• **Work item**
In the entries that follow, copy exactly each line from the first through the line with "if let Err(e)".

Stored data:
↓

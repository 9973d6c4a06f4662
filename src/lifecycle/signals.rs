//! OS signal handling.
//!
//! SIGINT (Ctrl+C) and, on Unix, SIGTERM both mean "shut down gracefully".

/// Resolve once a termination signal arrives.
///
/// If a handler cannot be installed the error is logged and that signal is
/// ignored; the other one still works.
pub async fn wait_for_signal() {
    let ctrl_c = async {
        if let Err(e) = tokio::signal::ctrl_c().await {
            tracing::error!(error = %e, "Failed to install Ctrl+C handler");
            std::future::pending::<()>().await;
        }
    };

    #[cfg(unix)]
    let terminate = async {
        use tokio::signal::unix::{signal, SignalKind};
        match signal(SignalKind::terminate()) {
            Ok(mut stream) => {
                stream.recv().await;
            }
            Err(e) => {
                tracing::error!(error = %e, "Failed to install SIGTERM handler");
                std::future::pending::<()>().await;
            }
        }
    };

    #[cfg(not(unix))]
    let terminate = std::future::pending::<()>();

    tokio::select! {
        _ = ctrl_c => tracing::info!(signal = "SIGINT", "Shutdown signal received"),
        _ = terminate => tracing::info!(signal = "SIGTERM", "Shutdown signal received"),
    }
}
//! Route pattern matching.
//!
//! # Responsibilities
//! - Validate pattern and request path shape
//! - Split both on `/` and compare segment by segment
//! - Percent-decode each path segment before comparing
//! - Capture `:name` segments into [`Params`]
//!
//! # Design Decisions
//! - Segment counts must be equal, so no backtracking is ever needed
//! - Only two segment kinds: literal and single named capture (no wildcards, no regex)
//! - Literal comparison is case-sensitive and uses the decoded path segment
//! - Structural mismatch is `Ok(None)`, never an error
//! - Duplicate parameter names are detected here, at match time

use std::collections::HashMap;

use thiserror::Error;

/// Errors raised while matching a pattern against a path.
///
/// Every variant is a client error: the router answers 400 and stops scanning.
#[derive(Debug, Clone, Copy, PartialEq, Eq, Error)]
pub enum MatchError {
    /// Pattern is empty, lacks a leading slash, has a trailing slash or an empty `:` name.
    #[error("invalid pattern")]
    InvalidPattern,

    /// Path is empty, lacks a leading slash or has a trailing slash.
    #[error("invalid path")]
    InvalidPath,

    /// A path segment holds a malformed `%XX` escape or is not UTF-8 once decoded.
    #[error("invalid URL encoding")]
    BadEncoding,

    /// A captured value contains `/` (it came from an encoded `%2F`).
    #[error("encoded slash not allowed")]
    EncodedSlash,

    /// The same parameter name appears twice in one pattern.
    #[error("duplicate param name")]
    DuplicateParam,
}

/// Named values captured from a matched path.
#[derive(Debug, Clone, Default, PartialEq, Eq)]
pub struct Params {
    inner: HashMap<String, String>,
}

impl Params {
    pub fn new() -> Self {
        Self::default()
    }

    /// Value bound to `name`, if any.
    pub fn get(&self, name: &str) -> Option<&str> {
        self.inner.get(name).map(String::as_str)
    }

    pub fn contains(&self, name: &str) -> bool {
        self.inner.contains_key(name)
    }

    pub fn insert(&mut self, name: impl Into<String>, value: impl Into<String>) {
        self.inner.insert(name.into(), value.into());
    }

    pub fn len(&self) -> usize {
        self.inner.len()
    }

    pub fn is_empty(&self) -> bool {
        self.inner.is_empty()
    }

    pub fn iter(&self) -> impl Iterator<Item = (&str, &str)> {
        self.inner.iter().map(|(k, v)| (k.as_str(), v.as_str()))
    }
}

impl<K: Into<String>, V: Into<String>> FromIterator<(K, V)> for Params {
    fn from_iter<I: IntoIterator<Item = (K, V)>>(iter: I) -> Self {
        Self {
            inner: iter.into_iter().map(|(k, v)| (k.into(), v.into())).collect(),
        }
    }
}

/// Match `path` against `pattern`.
///
/// Returns `Ok(Some(params))` on a match, `Ok(None)` when the path simply
/// does not fit the pattern, and `Err(_)` when either side is malformed.
///
/// ```
/// use todo_api::routing::matcher::match_path;
///
/// let params = match_path("/todos/:id", "/todos/123").unwrap().unwrap();
/// assert_eq!(params.get("id"), Some("123"));
/// ```
pub fn match_path(pattern: &str, path: &str) -> Result<Option<Params>, MatchError> {
    if !is_well_formed(pattern) {
        return Err(MatchError::InvalidPattern);
    }
    if !path.starts_with('/') {
        return Err(MatchError::InvalidPath);
    }

    let pattern_segments: Vec<&str> = pattern.split('/').collect();
    let path_segments: Vec<&str> = path.split('/').collect();

    if pattern_segments.len() != path_segments.len() {
        if !is_well_formed(path) {
            return Err(MatchError::InvalidPath);
        }
        return Ok(None);
    }
    // Equal counts with a trailing slash leave an empty last segment, which
    // can never match a non-empty pattern segment: it falls through as a
    // plain no-match below.

    let mut params = Params::new();

    for (pat, raw) in pattern_segments.iter().zip(path_segments.iter()) {
        let decoded = percent_decode(raw)?;

        match pat.strip_prefix(':') {
            Some(name) => {
                if name.is_empty() {
                    return Err(MatchError::InvalidPattern);
                }
                if params.contains(name) {
                    return Err(MatchError::DuplicateParam);
                }
                if decoded.is_empty() {
                    return Ok(None);
                }
                if decoded.contains('/') {
                    return Err(MatchError::EncodedSlash);
                }
                params.insert(name, decoded);
            }
            None => {
                if *pat != decoded {
                    return Ok(None);
                }
            }
        }
    }

    Ok(Some(params))
}

/// Non-empty, leading slash, no trailing slash unless exactly `/`.
fn is_well_formed(s: &str) -> bool {
    s.starts_with('/') && (s.len() == 1 || !s.ends_with('/'))
}

/// Strict percent-decoding of a single path segment.
///
/// Every `%` must be followed by two hex digits; `+` is left as is.
fn percent_decode(segment: &str) -> Result<String, MatchError> {
    if !segment.contains('%') {
        return Ok(segment.to_string());
    }

    let bytes = segment.as_bytes();
    let mut out = Vec::with_capacity(bytes.len());
    let mut i = 0;
    while i < bytes.len() {
        if bytes[i] == b'%' {
            let hi = bytes.get(i + 1).and_then(|b| hex_value(*b));
            let lo = bytes.get(i + 2).and_then(|b| hex_value(*b));
            match (hi, lo) {
                (Some(hi), Some(lo)) => out.push(hi << 4 | lo),
                _ => return Err(MatchError::BadEncoding),
            }
            i += 3;
        } else {
            out.push(bytes[i]);
            i += 1;
        }
    }

    String::from_utf8(out).map_err(|_| MatchError::BadEncoding)
}

fn hex_value(b: u8) -> Option<u8> {
    match b {
        b'0'..=b'9' => Some(b - b'0'),
        b'a'..=b'f' => Some(b - b'a' + 10),
        b'A'..=b'F' => Some(b - b'A' + 10),
        _ => None,
    }
}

↑

• **Exercise solution**
repository 9973d6c4a06f4662
filename src/lifecycle/signals.rs
//! OS signal handling.
//!
//! SIGINT (Ctrl+C) and, on Unix, SIGTERM both mean "shut down gracefully".

/// Resolve once a termination signal arrives.
///
/// If a handler cannot be installed the error is logged and that signal is
/// ignored; the other one still works.
pub async fn wait_for_signal() {
    let ctrl_c = async {
        if let Err(e) = tokio::signal::ctrl_c().await {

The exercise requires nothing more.